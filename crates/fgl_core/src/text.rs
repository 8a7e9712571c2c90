//! Source locations.
//!
//! Offsets count characters (Unicode scalar values), the unit the scanner
//! advances in. [`byte_offset`] converts for consumers that index UTF-8.

use serde::{Deserialize, Serialize};
use std::fmt;

/// Character offset into a source text.
pub type TextPos = u32;

/// A start offset plus a length, both in characters.
#[derive(Copy, Clone, Eq, PartialEq, Hash, Default, Serialize, Deserialize)]
pub struct TextSpan {
    pub start: TextPos,
    pub length: TextPos,
}

impl TextSpan {
    #[inline]
    pub fn new(start: TextPos, length: TextPos) -> Self {
        Self { start, length }
    }

    /// Span between two offsets. An `end` before `start` gives an empty span.
    #[inline]
    pub fn from_bounds(start: TextPos, end: TextPos) -> Self {
        debug_assert!(end >= start);
        Self::new(start, end.saturating_sub(start))
    }

    /// Zero-length span at `pos`.
    #[inline]
    pub fn empty(pos: TextPos) -> Self {
        Self::new(pos, 0)
    }

    /// Exclusive end offset.
    #[inline]
    pub fn end(&self) -> TextPos {
        self.start + self.length
    }

    #[inline]
    pub fn is_empty(&self) -> bool {
        self.length == 0
    }

    /// Whether `pos` falls inside `[start, end)`.
    #[inline]
    pub fn contains(&self, pos: TextPos) -> bool {
        (self.start..self.end()).contains(&pos)
    }
}

impl fmt::Debug for TextSpan {
    fn fmt(&self, f: &mut fmt::Formatter<'_>) -> fmt::Result {
        write!(f, "{}..{}", self.start, self.end())
    }
}

impl fmt::Display for TextSpan {
    fn fmt(&self, f: &mut fmt::Formatter<'_>) -> fmt::Result {
        write!(f, "[{}, {})", self.start, self.end())
    }
}

/// Zero-based line and character column.
#[derive(Debug, Copy, Clone, Eq, PartialEq, Serialize)]
pub struct LineAndColumn {
    pub line: u32,
    pub character: u32,
}

impl LineAndColumn {
    pub fn new(line: u32, character: u32) -> Self {
        Self { line, character }
    }
}

/// Offsets of every line start, for converting between offsets and
/// line/column pairs.
#[derive(Debug, Clone)]
pub struct LineMap {
    starts: Vec<TextPos>,
}

impl LineMap {
    pub fn new(text: &str) -> Self {
        let starts = std::iter::once(0)
            .chain(
                text.chars()
                    .enumerate()
                    .filter(|&(_, ch)| ch == '\n')
                    .map(|(i, _)| i as TextPos + 1),
            )
            .collect();
        Self { starts }
    }

    /// Zero-based line holding `pos`. A newline belongs to the line it ends.
    pub fn line_of(&self, pos: TextPos) -> u32 {
        let after = self.starts.partition_point(|&start| start <= pos);
        after.saturating_sub(1) as u32
    }

    pub fn line_and_column_of(&self, pos: TextPos) -> LineAndColumn {
        let line = self.line_of(pos);
        LineAndColumn::new(line, pos - self.starts[line as usize])
    }

    /// Offset of a line/column pair. Lines past the end clamp to the last.
    pub fn offset_of(&self, position: LineAndColumn) -> TextPos {
        let last = self.starts.len() - 1;
        self.starts[(position.line as usize).min(last)] + position.character
    }
}

/// UTF-8 byte index of character offset `pos` in `text`; `text.len()` when
/// `pos` is at or past the end.
pub fn byte_offset(text: &str, pos: TextPos) -> usize {
    text.char_indices()
        .nth(pos as usize)
        .map_or(text.len(), |(i, _)| i)
}

#[cfg(test)]
mod tests {
    use super::*;

    #[test]
    fn test_span_bounds() {
        let span = TextSpan::from_bounds(5, 15);
        assert_eq!(span, TextSpan::new(5, 10));
        assert_eq!(span.end(), 15);
        assert!(span.contains(5));
        assert!(span.contains(14));
        assert!(!span.contains(15));
        assert!(TextSpan::empty(3).is_empty());
    }

    #[test]
    fn test_line_map() {
        let map = LineMap::new("MAIN\n  LET x = 1\nEND MAIN");
        assert_eq!(map.line_of(0), 0);
        assert_eq!(map.line_of(4), 0);
        assert_eq!(map.line_of(5), 1);
        assert_eq!(map.line_of(17), 2);

        let at = map.line_and_column_of(11);
        assert_eq!(at, LineAndColumn::new(1, 6));
        assert_eq!(map.offset_of(at), 11);
        assert_eq!(map.offset_of(LineAndColumn::new(9, 0)), 17);
    }

    #[test]
    fn test_byte_offset_with_multibyte_chars() {
        let text = "LET é = 1";
        assert_eq!(byte_offset(text, 4), 4);
        assert_eq!(byte_offset(text, 5), 6);
        assert_eq!(byte_offset(text, 100), text.len());
    }
}
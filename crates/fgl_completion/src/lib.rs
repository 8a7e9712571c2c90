//! fgl_completion: Context-driven completion for 4GL source.
//!
//! A [`RuleTable`] maps the token before the cursor to candidate
//! possibilities. The [`CompletionEngine`] walks the text backward from the
//! cursor, picks the first possibility whose backward conditions hold for
//! the active language version, and collects keyword candidates plus
//! whatever the referenced providers contribute from the parsed module.
//!
//! Rule tables are loaded from a JSON document through a [`RuleRegistry`],
//! which validates the whole document before publishing it and swaps tables
//! atomically so readers never observe a partial table.

pub mod document;
pub mod engine;
pub mod matcher;
pub mod providers;
pub mod registry;
pub mod rules;
pub mod walker;

pub use document::{parse_rule_document, RuleLoadError};
pub use engine::CompletionEngine;
pub use providers::{MemberKinds, ProviderContext, ProviderFn, ProviderRegistry};
pub use registry::{
    spawn_reload, FileRuleSource, MemoryRuleSource, RuleRegistry, RuleSource, BUNDLED_RULES,
};
pub use rules::{
    BackwardSearchItem, ContextEntry, ContextPossibility, OrderedTarget, ProviderRef, RuleTable,
    SearchPattern, SingleToken, TriggerKey,
};
pub use walker::{CursorContext, ReverseTokenWalker};

use indexmap::IndexSet;
use serde::Serialize;
use std::hash::{Hash, Hasher};

/// A completion candidate.
///
/// Two items are the same candidate when label and kind match; the detail
/// is informational only.
#[derive(Debug, Clone, Serialize)]
pub struct CompletionItem {
    pub label: String,
    pub kind: CompletionItemKind,
    #[serde(skip_serializing_if = "Option::is_none")]
    pub detail: Option<String>,
}

impl CompletionItem {
    pub fn new(label: impl Into<String>, kind: CompletionItemKind) -> Self {
        Self {
            label: label.into(),
            kind,
            detail: None,
        }
    }

    pub fn with_detail(mut self, detail: impl Into<String>) -> Self {
        self.detail = Some(detail.into());
        self
    }
}

impl PartialEq for CompletionItem {
    fn eq(&self, other: &Self) -> bool {
        self.label == other.label && self.kind == other.kind
    }
}

impl Eq for CompletionItem {}

impl Hash for CompletionItem {
    fn hash<H: Hasher>(&self, state: &mut H) {
        self.label.hash(state);
        self.kind.hash(state);
    }
}

#[derive(Debug, Clone, Copy, PartialEq, Eq, Hash, Serialize)]
#[serde(rename_all = "camelCase")]
pub enum CompletionItemKind {
    Keyword,
    Operator,
    Variable,
    Function,
    Constant,
    Type,
    Cursor,
}

/// Completion candidates in insertion order, without duplicates.
#[derive(Debug, Clone, Default)]
pub struct CompletionSet {
    items: IndexSet<CompletionItem>,
}

impl CompletionSet {
    pub fn new() -> Self {
        Self::default()
    }

    /// Add an item. Returns false if an equal item is already present; the
    /// first occurrence keeps its position and detail.
    pub fn insert(&mut self, item: CompletionItem) -> bool {
        self.items.insert(item)
    }

    pub fn contains(&self, label: &str, kind: CompletionItemKind) -> bool {
        self.items.contains(&CompletionItem::new(label, kind))
    }

    pub fn iter(&self) -> impl Iterator<Item = &CompletionItem> {
        self.items.iter()
    }

    pub fn labels(&self) -> Vec<&str> {
        self.items.iter().map(|item| item.label.as_str()).collect()
    }

    /// Keep only items whose label starts with `prefix`, ignoring ASCII case.
    pub fn retain_prefix(&mut self, prefix: &str) {
        if prefix.is_empty() {
            return;
        }
        let prefix = prefix.to_ascii_lowercase();
        self.items
            .retain(|item| item.label.to_ascii_lowercase().starts_with(&prefix));
    }

    pub fn len(&self) -> usize {
        self.items.len()
    }

    pub fn is_empty(&self) -> bool {
        self.items.is_empty()
    }

    pub fn into_vec(self) -> Vec<CompletionItem> {
        self.items.into_iter().collect()
    }
}

impl Extend<CompletionItem> for CompletionSet {
    fn extend<I: IntoIterator<Item = CompletionItem>>(&mut self, iter: I) {
        self.items.extend(iter);
    }
}
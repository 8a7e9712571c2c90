use fgl_completion::{
    CompletionEngine, CompletionSet, FileRuleSource, MemberKinds, MemoryRuleSource, ProviderRegistry,
    RuleLoadError, RuleRegistry, BUNDLED_RULES,
};
use fgl_core::text::TextPos;
use fgl_core::version::LanguageVersion;
use std::sync::Arc;
use std::thread;

fn complete(source: &str, version: LanguageVersion, kinds: MemberKinds) -> CompletionSet {
    let engine = CompletionEngine::bundled().unwrap();
    engine.complete_at(source, source.chars().count() as TextPos, version, kinds)
}

fn labels(source: &str) -> Vec<String> {
    complete(source, LanguageVersion::LATEST, MemberKinds::all())
        .labels()
        .into_iter()
        .map(str::to_string)
        .collect()
}

// ============================================================================
// Bundled rules
// ============================================================================

#[test]
fn test_let_offers_variables_matching_prefix() {
    let source = "DEFINE m_count INTEGER\nMAIN\n  DEFINE total INTEGER\n  DEFINE name STRING\n  LET t";
    assert_eq!(labels(source), vec!["total"]);
}

#[test]
fn test_call_offers_functions() {
    let source = "FUNCTION helper(a)\nEND FUNCTION\nFUNCTION go()\n  CALL ";
    assert_eq!(labels(source), vec!["helper", "go"]);
}

#[test]
fn test_end_offers_block_keywords() {
    let found = labels("MAIN\n  IF x THEN\n  END ");
    assert!(found.contains(&"if".to_string()));
    assert!(found.contains(&"function".to_string()));
}

#[test]
fn test_start_of_document_is_version_gated() {
    let at = |version| complete("", version, MemberKinds::all());
    let v2_10 = at(LanguageVersion::V2_10);
    assert!(!v2_10.labels().contains(&"type"));
    assert!(!v2_10.labels().contains(&"import"));

    let v2_20 = at(LanguageVersion::V2_20);
    assert!(v2_20.labels().contains(&"type"));
    assert!(!v2_20.labels().contains(&"import"));

    assert!(at(LanguageVersion::V2_30).labels().contains(&"import"));
}

#[test]
fn test_fetch_direction_offers_cursors() {
    let source = "MAIN\n  PREPARE st FROM \"select 1\"\n  DECLARE c1 CURSOR FOR st\n  FETCH NEXT ";
    assert_eq!(labels(source), vec!["st", "c1"]);
}

#[test]
fn test_next_outside_fetch_offers_option() {
    let source = "MAIN\n  MENU \"m\"\n    COMMAND \"a\"\n      NEXT ";
    assert_eq!(labels(source), vec!["option"]);
}

#[test]
fn test_ordered_search_stops_at_fail_target() {
    let source = "MAIN\n  DECLARE c1 CURSOR FROM \"select 1\"\n  FETCH NEXT c1 ";
    assert_eq!(labels(source), vec!["into"]);

    let source = "MAIN\n  DEFINE a, b INTEGER\n  FETCH c1 INTO a, b ";
    assert!(labels(source).is_empty());
}

#[test]
fn test_if_after_end_starts_a_statement() {
    let source = "MAIN\n  DEFINE n INTEGER\n  IF ";
    let fresh = labels(source);
    assert!(fresh.contains(&"n".to_string()));
    assert!(fresh.contains(&"not".to_string()));

    let closed = labels("MAIN\n  DEFINE n INTEGER\n  IF n THEN\n  END IF ");
    assert!(!closed.contains(&"n".to_string()));
    assert!(closed.contains(&"let".to_string()));
}

#[test]
fn test_member_kind_mask_filters_candidates() {
    let source = "MAIN\n  DEFINE total INTEGER\n  LET ";
    assert!(complete(source, LanguageVersion::LATEST, MemberKinds::KEYWORDS).is_empty());
    let variables = complete(source, LanguageVersion::LATEST, MemberKinds::VARIABLES);
    assert_eq!(variables.labels(), vec!["total"]);
}

// ============================================================================
// Rule sources and reloads
// ============================================================================

#[test]
fn test_file_source_restores_bundled_on_version_mismatch() {
    let dir = tempfile::tempdir().unwrap();
    let path = dir.path().join("rules.json");
    std::fs::write(&path, r#"{ "version": "0.5", "entries": [] }"#).unwrap();

    let providers = ProviderRegistry::with_builtins();
    let registry = RuleRegistry::new(FileRuleSource::new(&path), "1.0", &providers);
    assert!(registry.reload().unwrap() > 0);
    assert_eq!(std::fs::read_to_string(&path).unwrap(), BUNDLED_RULES);
}

#[test]
fn test_missing_file_keeps_published_table() {
    let dir = tempfile::tempdir().unwrap();
    let path = dir.path().join("rules.json");
    std::fs::write(&path, r#"{ "version": "1.0", "entries": [ { "token": "let" } ] }"#).unwrap();

    let providers = ProviderRegistry::with_builtins();
    let registry = RuleRegistry::new(FileRuleSource::new(&path), "1.0", &providers);
    registry.reload().unwrap();
    std::fs::remove_file(&path).unwrap();

    assert!(matches!(registry.reload(), Err(RuleLoadError::Io { .. })));
    assert_eq!(registry.current().len(), 1);
}

#[test]
fn test_readers_see_whole_tables_during_reloads() {
    let one = r#"{ "version": "1.0", "entries": [ { "token": "let" } ] }"#;
    let two = r#"{ "version": "1.0", "entries": [ { "token": "let" }, { "token": "call" } ] }"#;
    let source = Arc::new(MemoryRuleSource::new(one));
    let registry = Arc::new(RuleRegistry::new(
        Arc::clone(&source),
        "1.0",
        &ProviderRegistry::with_builtins(),
    ));
    registry.reload().unwrap();

    let readers: Vec<_> = (0..4)
        .map(|_| {
            let registry = Arc::clone(&registry);
            thread::spawn(move || {
                for _ in 0..200 {
                    let len = registry.current().len();
                    assert!(len == 1 || len == 2, "observed a partial table of {len} entries");
                }
            })
        })
        .collect();

    for round in 0..50 {
        source.set(if round % 2 == 0 { two } else { one });
        registry.reload().unwrap();
        // Invalid documents never get published.
        source.set(r#"{ "version": "1.0", "entries": [ { "token": "let" }, {} ] }"#);
        assert!(registry.reload().is_err());
    }

    for reader in readers {
        reader.join().unwrap();
    }
}
//! Candidate providers.
//!
//! Rules name providers by id (`"variables"`, `"functions"`, ...). The
//! registry maps each id to a closure registered up front, so resolving a
//! rule never looks anything up by reflection.

use crate::{CompletionItem, CompletionItemKind, CompletionSet};
use fgl_ast::{AstNode, NodeKind, ScopeSummary};
use fgl_core::text::TextPos;
use rustc_hash::FxHashMap;

bitflags::bitflags! {
    /// Kinds of named members a completion request asks for.
    #[derive(Debug, Clone, Copy, PartialEq, Eq, Hash)]
    pub struct MemberKinds: u8 {
        const VARIABLES = 1 << 0;
        const FUNCTIONS = 1 << 1;
        const CONSTANTS = 1 << 2;
        const TYPES     = 1 << 3;
        const CURSORS   = 1 << 4;
        /// Gates the keyword and punctuation candidates of a rule.
        const KEYWORDS  = 1 << 5;
    }
}

impl Default for MemberKinds {
    fn default() -> Self {
        MemberKinds::all()
    }
}

impl MemberKinds {
    const NAMES: &'static [(&'static str, MemberKinds)] = &[
        ("variables", MemberKinds::VARIABLES),
        ("functions", MemberKinds::FUNCTIONS),
        ("constants", MemberKinds::CONSTANTS),
        ("types", MemberKinds::TYPES),
        ("cursors", MemberKinds::CURSORS),
        ("keywords", MemberKinds::KEYWORDS),
    ];

    /// Look up a single kind by its lowercase name.
    pub fn from_kind_name(name: &str) -> Option<MemberKinds> {
        Self::NAMES
            .iter()
            .find(|(n, _)| n.eq_ignore_ascii_case(name))
            .map(|&(_, kinds)| kinds)
    }

    /// Combine a list of names. Returns the first unknown name on failure.
    pub fn from_names<'a>(names: impl IntoIterator<Item = &'a str>) -> Result<MemberKinds, &'a str> {
        names.into_iter().try_fold(MemberKinds::empty(), |acc, name| {
            MemberKinds::from_kind_name(name).map(|kind| acc | kind).ok_or(name)
        })
    }

    /// Names of the kinds set in `self`.
    pub fn names(self) -> Vec<&'static str> {
        Self::NAMES
            .iter()
            .filter(|(_, kind)| self.contains(*kind))
            .map(|&(name, _)| name)
            .collect()
    }
}

/// What a provider can see: the parsed module (when there is one) and the
/// cursor offset.
#[derive(Debug, Clone, Copy)]
pub struct ProviderContext<'a> {
    pub module: Option<&'a AstNode>,
    pub position: TextPos,
}

impl<'a> ProviderContext<'a> {
    pub fn new(module: Option<&'a AstNode>, position: TextPos) -> Self {
        Self { module, position }
    }

    /// The MAIN or function block around the cursor. An unterminated block
    /// also owns everything after it up to the next routine.
    pub fn enclosing_routine(&self) -> Option<&'a AstNode> {
        let module = self.module?;
        module
            .children()
            .filter(|child| matches!(child.kind, NodeKind::Main(_) | NodeKind::Function(_)))
            .filter(|child| child.start_index() <= self.position)
            .last()
            .filter(|routine| self.position <= routine.end_index() || !routine.is_complete())
    }

    /// Scopes visible at the cursor, innermost first: the enclosing routine,
    /// then the module, then the globals.
    pub fn scopes(&self) -> Vec<&'a ScopeSummary> {
        let mut scopes = Vec::new();
        match self.enclosing_routine().map(|routine| &routine.kind) {
            Some(NodeKind::Main(main)) => scopes.push(&main.scope),
            Some(NodeKind::Function(function)) => scopes.push(&function.scope),
            _ => {}
        }
        if let Some(NodeKind::Module(module)) = self.module.map(|m| &m.kind) {
            scopes.push(&module.scope);
            scopes.push(&module.globals);
        }
        scopes
    }
}

pub type ProviderFn = Box<dyn Fn(&ProviderContext<'_>, &mut CompletionSet) + Send + Sync>;

struct RegisteredProvider {
    kinds: MemberKinds,
    provide: ProviderFn,
}

/// Provider ids mapped to their closures.
pub struct ProviderRegistry {
    providers: FxHashMap<String, RegisteredProvider>,
}

impl ProviderRegistry {
    /// An empty registry.
    pub fn new() -> Self {
        Self {
            providers: FxHashMap::default(),
        }
    }

    /// A registry with the built-in scope providers.
    pub fn with_builtins() -> Self {
        let mut registry = Self::new();
        registry.register("variables", MemberKinds::VARIABLES, Box::new(provide_variables));
        registry.register("functions", MemberKinds::FUNCTIONS, Box::new(provide_functions));
        registry.register("constants", MemberKinds::CONSTANTS, Box::new(provide_constants));
        registry.register("types", MemberKinds::TYPES, Box::new(provide_types));
        registry.register("cursors", MemberKinds::CURSORS, Box::new(provide_cursors));
        registry
    }

    /// Register (or replace) a provider contributing members of `kinds`.
    pub fn register(&mut self, id: &str, kinds: MemberKinds, provide: ProviderFn) {
        self.providers
            .insert(id.to_string(), RegisteredProvider { kinds, provide });
    }

    pub fn contains(&self, id: &str) -> bool {
        self.providers.contains_key(id)
    }

    pub fn ids(&self) -> impl Iterator<Item = &str> {
        self.providers.keys().map(String::as_str)
    }

    /// The kinds a provider contributes, if it is registered.
    pub fn kinds(&self, id: &str) -> Option<MemberKinds> {
        self.providers.get(id).map(|p| p.kinds)
    }

    /// Run a provider. Returns false if `id` is not registered.
    pub fn provide(&self, id: &str, ctx: &ProviderContext<'_>, out: &mut CompletionSet) -> bool {
        match self.providers.get(id) {
            Some(provider) => {
                (provider.provide)(ctx, out);
                true
            }
            None => false,
        }
    }
}

impl Default for ProviderRegistry {
    fn default() -> Self {
        Self::with_builtins()
    }
}

// ============================================================================
// Built-in providers
// ============================================================================

fn provide_variables(ctx: &ProviderContext<'_>, out: &mut CompletionSet) {
    if let Some(NodeKind::Function(function)) = ctx.enclosing_routine().map(|r| &r.kind) {
        for parameter in &function.parameters {
            out.insert(CompletionItem::new(parameter, CompletionItemKind::Variable).with_detail("parameter"));
        }
    }
    for scope in ctx.scopes() {
        for variable in &scope.variables {
            out.insert(
                CompletionItem::new(&variable.name, CompletionItemKind::Variable)
                    .with_detail(variable.type_ref.to_string()),
            );
        }
    }
}

fn provide_functions(ctx: &ProviderContext<'_>, out: &mut CompletionSet) {
    let Some(NodeKind::Module(module)) = ctx.module.map(|m| &m.kind) else {
        return;
    };
    for function in &module.functions {
        let detail = format!("function {}({})", function.name, function.parameters.join(", "));
        out.insert(CompletionItem::new(&function.name, CompletionItemKind::Function).with_detail(detail));
    }
}

fn provide_constants(ctx: &ProviderContext<'_>, out: &mut CompletionSet) {
    for scope in ctx.scopes() {
        for constant in &scope.constants {
            let mut item = CompletionItem::new(&constant.name, CompletionItemKind::Constant);
            if let Some(value) = &constant.value {
                item = item.with_detail(value.to_string());
            }
            out.insert(item);
        }
    }
}

fn provide_types(ctx: &ProviderContext<'_>, out: &mut CompletionSet) {
    for scope in ctx.scopes() {
        for type_def in &scope.types {
            out.insert(
                CompletionItem::new(&type_def.name, CompletionItemKind::Type)
                    .with_detail(type_def.type_ref.to_string()),
            );
        }
    }
}

fn provide_cursors(ctx: &ProviderContext<'_>, out: &mut CompletionSet) {
    for scope in ctx.scopes() {
        for cursor in &scope.cursors {
            let detail = match cursor.kind {
                fgl_ast::CursorKind::Prepared => "prepared statement",
                fgl_ast::CursorKind::Declared => "cursor",
            };
            out.insert(CompletionItem::new(&cursor.name, CompletionItemKind::Cursor).with_detail(detail));
        }
    }
}

#[cfg(test)]
mod tests {
    use super::*;
    use fgl_parser::{parse_module, ParseOptions};

    const SOURCE: &str = "DEFINE m_total INTEGER\nCONSTANT c_max = 10\nFUNCTION f(p)\n  DEFINE l_name STRING\n  \nEND FUNCTION\nMAIN\n  DEFINE i INTEGER\n  DECLARE c1 CURSOR FROM \"select 1\"\nEND MAIN\n";

    fn labels(set: &CompletionSet) -> Vec<&str> {
        set.iter().map(|item| item.label.as_str()).collect()
    }

    #[test]
    fn test_member_kind_names() {
        let kinds = MemberKinds::from_names(["variables", "Cursors"]).unwrap();
        assert_eq!(kinds, MemberKinds::VARIABLES | MemberKinds::CURSORS);
        assert_eq!(kinds.names(), vec!["variables", "cursors"]);
        assert_eq!(MemberKinds::from_names(["variables", "widgets"]), Err("widgets"));
    }

    #[test]
    fn test_variables_follow_enclosing_routine() {
        let result = parse_module(SOURCE, &ParseOptions::default());
        let registry = ProviderRegistry::with_builtins();

        let in_function = SOURCE.find("  \nEND FUNCTION").unwrap() as TextPos + 2;
        let ctx = ProviderContext::new(Some(&result.module), in_function);
        let mut set = CompletionSet::new();
        assert!(registry.provide("variables", &ctx, &mut set));
        assert_eq!(labels(&set), vec!["p", "l_name", "m_total"]);

        let in_main = SOURCE.find("DECLARE").unwrap() as TextPos;
        let ctx = ProviderContext::new(Some(&result.module), in_main);
        let mut set = CompletionSet::new();
        registry.provide("variables", &ctx, &mut set);
        registry.provide("cursors", &ctx, &mut set);
        registry.provide("constants", &ctx, &mut set);
        assert_eq!(labels(&set), vec!["i", "m_total", "c1", "c_max"]);
    }

    #[test]
    fn test_unknown_provider() {
        let registry = ProviderRegistry::with_builtins();
        let ctx = ProviderContext::new(None, 0);
        let mut set = CompletionSet::new();
        assert!(!registry.provide("widgets", &ctx, &mut set));
        assert!(registry.provide("functions", &ctx, &mut set));
        assert!(set.is_empty());
    }
}
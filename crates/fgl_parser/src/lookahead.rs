//! Lookahead buffer over the scanner.
//!
//! `TokenQueue` lets the parser inspect any number of upcoming significant
//! tokens without consuming them. Trivia produced by a verbatim scanner is
//! diverted to a side list and never enters the queue.

use fgl_ast::TokenKind;
use fgl_diagnostics::DiagnosticCollection;
use fgl_scanner::{ScanMode, Scanner, Token};
use std::collections::VecDeque;

pub struct TokenQueue {
    scanner: Scanner,
    /// Upcoming significant tokens with the number of scanner errors raised
    /// while scanning each one (and any trivia before it). The front is
    /// depth 1.
    queue: VecDeque<(Token, usize)>,
    /// Scanner errors raised by trivia not yet attached to a token.
    pending_errors: usize,
    /// Scanner errors attached to consumed tokens.
    consumed_errors: usize,
    /// Whitespace, newline and comment tokens, in source order.
    trivia: Vec<Token>,
    /// The most recently consumed token.
    current: Token,
    /// Number of tokens consumed so far (EOF is never counted).
    consumed: usize,
}

impl TokenQueue {
    pub fn new(text: &str, mode: ScanMode) -> Self {
        Self {
            scanner: Scanner::with_mode(text, mode),
            queue: VecDeque::new(),
            pending_errors: 0,
            consumed_errors: 0,
            trivia: Vec::new(),
            current: Token::end_of_file(0),
            consumed: 0,
        }
    }

    /// Ensure at least `depth` significant tokens are buffered.
    fn fill(&mut self, depth: usize) {
        while self.queue.len() < depth {
            let before = self.scanner.error_count();
            let token = self.scanner.next_token();
            self.pending_errors += self.scanner.error_count() - before;
            if token.kind.is_trivia() {
                self.trivia.push(token);
            } else {
                let errors = std::mem::take(&mut self.pending_errors);
                self.queue.push_back((token, errors));
            }
        }
    }

    /// The significant token `depth` positions ahead, where depth 1 is the
    /// next token to be consumed. Never consumes.
    pub fn peek_token(&mut self, depth: usize) -> &Token {
        let depth = depth.max(1);
        self.fill(depth);
        &self.queue[depth - 1].0
    }

    /// Whether the next token has the given kind.
    pub fn peek(&mut self, kind: TokenKind) -> bool {
        self.peek_token(1).kind == kind
    }

    /// Whether the token `depth` positions ahead has the given kind.
    pub fn peek_at(&mut self, kind: TokenKind, depth: usize) -> bool {
        self.peek_token(depth).kind == kind
    }

    /// Consume the next token and return its kind. At end of input this keeps
    /// returning `EndOfFile`.
    pub fn next_token(&mut self) -> TokenKind {
        self.fill(1);
        if let Some((token, errors)) = self.queue.pop_front() {
            if token.kind != TokenKind::EndOfFile {
                self.consumed += 1;
            }
            self.consumed_errors += errors;
            self.current = token;
        }
        self.current.kind
    }

    /// The most recently consumed token.
    pub fn token(&self) -> &Token {
        &self.current
    }

    /// Whether the next token is the end of input.
    pub fn eof(&mut self) -> bool {
        self.peek(TokenKind::EndOfFile)
    }

    pub fn consumed(&self) -> usize {
        self.consumed
    }

    /// Scanner errors raised by the tokens consumed so far. Errors from
    /// tokens that are only peeked are not counted until they are consumed.
    pub fn consumed_errors(&self) -> usize {
        self.consumed_errors
    }

    /// Finish scanning and return the diverted trivia and scanner diagnostics.
    pub fn into_parts(self) -> (Vec<Token>, DiagnosticCollection) {
        let mut scanner = self.scanner;
        (self.trivia, scanner.take_diagnostics())
    }
}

Task directions
Filter on the word "items": copy each matching line from the entries above.

Reply to the exercise
/// Two items are the same candidate when label and kind match; the detail
    items: IndexSet<CompletionItem>,
        self.items.insert(item)
        self.items.contains(&CompletionItem::new(label, kind))
        self.items.iter()
        self.items.iter().map(|item| item.label.as_str()).collect()
    /// Keep only items whose label starts with `prefix`, ignoring ASCII case.
        self.items
        self.items.len()
        self.items.is_empty()
        self.items.into_iter().collect()
        self.items.extend(iter);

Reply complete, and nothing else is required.